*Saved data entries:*
- Opening Delimiter -
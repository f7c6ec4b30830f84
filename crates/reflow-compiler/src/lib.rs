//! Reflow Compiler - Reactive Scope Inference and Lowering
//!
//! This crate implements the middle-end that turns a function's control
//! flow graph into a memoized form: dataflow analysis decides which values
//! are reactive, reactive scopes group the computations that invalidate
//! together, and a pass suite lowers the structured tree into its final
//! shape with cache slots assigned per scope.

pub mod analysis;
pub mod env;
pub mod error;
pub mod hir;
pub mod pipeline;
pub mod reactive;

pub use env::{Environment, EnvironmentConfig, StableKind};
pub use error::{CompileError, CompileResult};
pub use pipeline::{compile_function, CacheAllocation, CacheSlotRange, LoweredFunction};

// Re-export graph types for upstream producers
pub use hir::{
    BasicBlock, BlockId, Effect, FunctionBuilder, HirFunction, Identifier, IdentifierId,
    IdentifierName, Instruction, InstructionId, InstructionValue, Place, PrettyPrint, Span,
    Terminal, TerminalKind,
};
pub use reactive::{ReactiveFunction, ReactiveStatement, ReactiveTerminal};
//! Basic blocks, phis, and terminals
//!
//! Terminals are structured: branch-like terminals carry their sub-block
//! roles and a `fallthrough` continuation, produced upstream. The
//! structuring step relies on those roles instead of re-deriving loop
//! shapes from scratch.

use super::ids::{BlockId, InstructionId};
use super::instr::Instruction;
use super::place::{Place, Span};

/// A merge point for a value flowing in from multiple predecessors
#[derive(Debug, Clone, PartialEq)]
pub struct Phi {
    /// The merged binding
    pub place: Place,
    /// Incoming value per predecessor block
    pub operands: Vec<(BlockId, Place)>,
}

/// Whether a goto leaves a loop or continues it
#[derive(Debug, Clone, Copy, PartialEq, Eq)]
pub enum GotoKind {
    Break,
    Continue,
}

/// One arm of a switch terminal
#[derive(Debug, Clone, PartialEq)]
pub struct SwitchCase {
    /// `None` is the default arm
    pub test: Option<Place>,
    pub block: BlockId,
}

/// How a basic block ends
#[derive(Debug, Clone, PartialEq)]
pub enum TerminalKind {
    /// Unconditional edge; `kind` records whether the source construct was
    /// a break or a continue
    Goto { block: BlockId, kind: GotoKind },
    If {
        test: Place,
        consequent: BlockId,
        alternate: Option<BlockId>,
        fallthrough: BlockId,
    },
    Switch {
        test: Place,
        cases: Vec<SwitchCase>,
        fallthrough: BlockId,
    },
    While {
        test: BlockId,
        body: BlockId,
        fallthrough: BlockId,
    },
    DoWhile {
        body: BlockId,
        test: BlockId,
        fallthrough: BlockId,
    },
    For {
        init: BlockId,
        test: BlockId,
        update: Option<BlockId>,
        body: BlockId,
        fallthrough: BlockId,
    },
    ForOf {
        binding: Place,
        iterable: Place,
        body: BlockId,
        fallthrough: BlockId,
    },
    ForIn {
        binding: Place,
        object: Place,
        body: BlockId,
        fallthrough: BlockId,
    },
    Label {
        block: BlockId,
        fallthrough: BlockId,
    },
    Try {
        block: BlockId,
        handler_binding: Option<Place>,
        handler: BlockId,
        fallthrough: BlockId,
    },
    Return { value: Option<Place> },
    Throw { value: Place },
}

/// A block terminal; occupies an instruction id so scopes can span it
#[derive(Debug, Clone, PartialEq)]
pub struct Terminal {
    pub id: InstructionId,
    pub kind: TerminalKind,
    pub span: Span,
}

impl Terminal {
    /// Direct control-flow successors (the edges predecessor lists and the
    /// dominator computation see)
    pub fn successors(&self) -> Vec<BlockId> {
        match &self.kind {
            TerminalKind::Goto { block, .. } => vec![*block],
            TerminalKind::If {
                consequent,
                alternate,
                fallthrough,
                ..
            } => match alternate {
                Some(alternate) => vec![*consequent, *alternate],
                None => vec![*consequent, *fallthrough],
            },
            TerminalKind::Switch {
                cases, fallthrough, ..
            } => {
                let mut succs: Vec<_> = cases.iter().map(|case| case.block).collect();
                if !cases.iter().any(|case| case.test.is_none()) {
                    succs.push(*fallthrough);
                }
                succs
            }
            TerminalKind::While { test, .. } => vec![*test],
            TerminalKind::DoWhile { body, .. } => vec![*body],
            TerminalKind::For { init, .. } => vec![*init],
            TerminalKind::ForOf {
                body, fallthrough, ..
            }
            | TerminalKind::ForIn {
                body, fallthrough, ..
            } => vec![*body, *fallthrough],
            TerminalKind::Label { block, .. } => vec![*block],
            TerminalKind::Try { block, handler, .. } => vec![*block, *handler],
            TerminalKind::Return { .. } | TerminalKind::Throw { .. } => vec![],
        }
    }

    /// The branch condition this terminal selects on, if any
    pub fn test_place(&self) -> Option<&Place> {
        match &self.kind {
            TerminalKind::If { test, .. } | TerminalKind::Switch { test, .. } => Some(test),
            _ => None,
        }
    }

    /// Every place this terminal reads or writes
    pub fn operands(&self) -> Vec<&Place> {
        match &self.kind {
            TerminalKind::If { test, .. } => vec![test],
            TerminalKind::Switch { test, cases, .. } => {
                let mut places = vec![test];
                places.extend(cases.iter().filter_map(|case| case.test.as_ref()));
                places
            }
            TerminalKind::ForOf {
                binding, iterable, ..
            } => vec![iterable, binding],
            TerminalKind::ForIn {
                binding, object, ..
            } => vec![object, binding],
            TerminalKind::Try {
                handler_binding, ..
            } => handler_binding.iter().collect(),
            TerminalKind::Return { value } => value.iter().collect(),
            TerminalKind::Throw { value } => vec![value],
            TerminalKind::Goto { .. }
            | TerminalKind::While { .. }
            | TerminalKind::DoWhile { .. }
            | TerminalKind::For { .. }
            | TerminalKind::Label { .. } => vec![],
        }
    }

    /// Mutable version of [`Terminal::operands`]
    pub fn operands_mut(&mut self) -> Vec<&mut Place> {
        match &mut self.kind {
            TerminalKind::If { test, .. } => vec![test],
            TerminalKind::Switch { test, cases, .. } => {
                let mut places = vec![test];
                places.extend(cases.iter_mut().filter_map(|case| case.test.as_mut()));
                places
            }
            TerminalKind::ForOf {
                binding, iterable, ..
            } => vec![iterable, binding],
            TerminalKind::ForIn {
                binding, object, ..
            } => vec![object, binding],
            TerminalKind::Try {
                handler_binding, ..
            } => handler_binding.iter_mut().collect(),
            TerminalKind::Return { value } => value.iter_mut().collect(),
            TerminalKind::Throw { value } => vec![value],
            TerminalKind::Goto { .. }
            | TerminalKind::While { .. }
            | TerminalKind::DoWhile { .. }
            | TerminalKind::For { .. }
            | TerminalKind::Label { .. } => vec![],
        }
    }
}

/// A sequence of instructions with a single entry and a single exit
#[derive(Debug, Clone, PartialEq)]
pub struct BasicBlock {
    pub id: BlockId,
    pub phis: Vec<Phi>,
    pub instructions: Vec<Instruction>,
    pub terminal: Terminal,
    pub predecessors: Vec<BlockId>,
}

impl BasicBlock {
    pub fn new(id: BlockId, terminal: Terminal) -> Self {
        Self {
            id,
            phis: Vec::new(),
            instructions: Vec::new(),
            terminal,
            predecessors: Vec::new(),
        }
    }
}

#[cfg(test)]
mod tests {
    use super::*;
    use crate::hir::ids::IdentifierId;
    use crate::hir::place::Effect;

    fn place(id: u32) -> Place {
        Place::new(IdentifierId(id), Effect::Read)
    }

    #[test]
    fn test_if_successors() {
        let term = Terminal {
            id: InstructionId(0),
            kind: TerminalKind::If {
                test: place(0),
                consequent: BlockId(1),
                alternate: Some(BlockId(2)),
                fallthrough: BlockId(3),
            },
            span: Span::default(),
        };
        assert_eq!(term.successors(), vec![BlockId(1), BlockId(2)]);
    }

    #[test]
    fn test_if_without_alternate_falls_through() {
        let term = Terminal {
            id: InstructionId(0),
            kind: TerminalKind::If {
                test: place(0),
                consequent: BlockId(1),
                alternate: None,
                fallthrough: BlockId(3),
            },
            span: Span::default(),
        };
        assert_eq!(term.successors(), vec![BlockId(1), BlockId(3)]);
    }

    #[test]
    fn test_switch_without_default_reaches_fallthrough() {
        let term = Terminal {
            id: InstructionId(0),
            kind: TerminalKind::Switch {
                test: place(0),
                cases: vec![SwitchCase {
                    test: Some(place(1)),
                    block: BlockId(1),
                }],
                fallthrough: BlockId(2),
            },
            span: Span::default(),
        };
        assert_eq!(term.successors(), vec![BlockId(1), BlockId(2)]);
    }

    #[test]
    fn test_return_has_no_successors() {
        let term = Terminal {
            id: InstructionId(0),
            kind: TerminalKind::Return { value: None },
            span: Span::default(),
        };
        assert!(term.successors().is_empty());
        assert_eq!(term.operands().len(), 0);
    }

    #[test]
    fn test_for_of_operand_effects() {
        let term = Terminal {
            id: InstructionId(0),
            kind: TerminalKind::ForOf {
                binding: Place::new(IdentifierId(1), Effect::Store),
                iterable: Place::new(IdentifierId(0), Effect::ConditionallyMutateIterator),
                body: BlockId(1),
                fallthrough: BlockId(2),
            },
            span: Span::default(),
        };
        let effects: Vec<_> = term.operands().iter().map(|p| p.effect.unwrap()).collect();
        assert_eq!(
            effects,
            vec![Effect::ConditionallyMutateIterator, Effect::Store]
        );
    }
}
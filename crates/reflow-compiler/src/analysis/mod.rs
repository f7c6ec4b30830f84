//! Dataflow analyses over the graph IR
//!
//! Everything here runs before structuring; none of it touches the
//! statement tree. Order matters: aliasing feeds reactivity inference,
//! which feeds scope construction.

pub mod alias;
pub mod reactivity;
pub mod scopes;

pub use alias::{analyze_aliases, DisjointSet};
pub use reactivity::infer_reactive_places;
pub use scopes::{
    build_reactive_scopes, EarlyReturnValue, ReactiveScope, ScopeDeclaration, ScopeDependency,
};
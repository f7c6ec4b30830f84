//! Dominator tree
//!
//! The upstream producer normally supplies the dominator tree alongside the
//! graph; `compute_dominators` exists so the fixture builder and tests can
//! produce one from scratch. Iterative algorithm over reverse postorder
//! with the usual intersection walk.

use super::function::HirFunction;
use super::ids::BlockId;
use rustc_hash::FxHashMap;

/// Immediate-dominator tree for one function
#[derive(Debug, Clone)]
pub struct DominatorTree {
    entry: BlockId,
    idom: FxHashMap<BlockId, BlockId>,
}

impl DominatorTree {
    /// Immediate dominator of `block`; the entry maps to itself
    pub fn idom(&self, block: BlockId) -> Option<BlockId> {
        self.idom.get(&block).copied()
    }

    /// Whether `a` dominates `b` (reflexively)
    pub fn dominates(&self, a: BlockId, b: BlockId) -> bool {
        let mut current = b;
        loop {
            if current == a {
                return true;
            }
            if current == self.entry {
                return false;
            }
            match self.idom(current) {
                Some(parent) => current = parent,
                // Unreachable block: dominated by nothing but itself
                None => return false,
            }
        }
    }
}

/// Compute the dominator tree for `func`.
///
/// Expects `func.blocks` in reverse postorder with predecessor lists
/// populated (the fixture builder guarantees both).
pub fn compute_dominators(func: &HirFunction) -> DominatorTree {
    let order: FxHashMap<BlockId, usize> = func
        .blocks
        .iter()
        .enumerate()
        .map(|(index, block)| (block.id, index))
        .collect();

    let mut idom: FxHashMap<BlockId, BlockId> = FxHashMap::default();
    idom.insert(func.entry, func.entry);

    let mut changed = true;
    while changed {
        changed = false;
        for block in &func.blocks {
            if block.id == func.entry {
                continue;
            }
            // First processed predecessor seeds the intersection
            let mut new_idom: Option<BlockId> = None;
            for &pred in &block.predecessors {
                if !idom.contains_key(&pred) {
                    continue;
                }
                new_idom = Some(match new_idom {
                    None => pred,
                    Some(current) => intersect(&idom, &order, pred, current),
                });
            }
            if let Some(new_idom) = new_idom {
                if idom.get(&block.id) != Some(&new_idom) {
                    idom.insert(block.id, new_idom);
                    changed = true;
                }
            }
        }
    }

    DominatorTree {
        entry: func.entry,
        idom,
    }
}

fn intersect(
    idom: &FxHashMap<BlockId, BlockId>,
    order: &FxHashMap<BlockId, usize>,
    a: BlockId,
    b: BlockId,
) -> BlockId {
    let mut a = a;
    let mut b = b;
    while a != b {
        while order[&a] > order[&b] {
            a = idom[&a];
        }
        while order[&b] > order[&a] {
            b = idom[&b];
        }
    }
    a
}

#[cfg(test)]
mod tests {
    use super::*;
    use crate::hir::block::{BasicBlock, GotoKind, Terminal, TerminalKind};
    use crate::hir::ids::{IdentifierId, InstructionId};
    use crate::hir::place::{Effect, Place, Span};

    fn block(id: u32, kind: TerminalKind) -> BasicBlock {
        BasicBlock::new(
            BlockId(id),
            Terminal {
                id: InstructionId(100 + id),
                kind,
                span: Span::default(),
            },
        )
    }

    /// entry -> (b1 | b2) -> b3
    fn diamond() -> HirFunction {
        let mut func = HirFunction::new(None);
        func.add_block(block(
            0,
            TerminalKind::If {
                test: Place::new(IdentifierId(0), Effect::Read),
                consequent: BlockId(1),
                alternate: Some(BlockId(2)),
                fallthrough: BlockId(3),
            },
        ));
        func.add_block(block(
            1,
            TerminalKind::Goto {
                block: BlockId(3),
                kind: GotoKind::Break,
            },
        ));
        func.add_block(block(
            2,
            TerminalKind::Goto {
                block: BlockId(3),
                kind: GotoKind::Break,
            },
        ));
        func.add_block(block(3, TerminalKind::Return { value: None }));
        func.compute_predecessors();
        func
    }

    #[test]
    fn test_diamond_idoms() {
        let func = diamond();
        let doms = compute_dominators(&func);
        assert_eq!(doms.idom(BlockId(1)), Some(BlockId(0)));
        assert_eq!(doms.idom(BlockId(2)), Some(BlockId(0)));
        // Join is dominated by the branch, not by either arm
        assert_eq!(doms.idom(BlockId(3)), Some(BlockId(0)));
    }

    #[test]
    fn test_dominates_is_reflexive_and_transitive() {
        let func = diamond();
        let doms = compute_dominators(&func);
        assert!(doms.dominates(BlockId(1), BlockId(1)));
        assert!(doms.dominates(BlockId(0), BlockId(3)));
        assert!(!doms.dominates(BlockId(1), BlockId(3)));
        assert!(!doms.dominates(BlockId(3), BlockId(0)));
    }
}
- Closing Delimiter -
*WHAT THE TASK ASKS:* Lines of the data above that include the string "fixture" must each be copied.

*TASK RESULT:*
//! graph; `compute_dominators` exists so the fixture builder and tests can
/// populated (the fixture builder guarantees both).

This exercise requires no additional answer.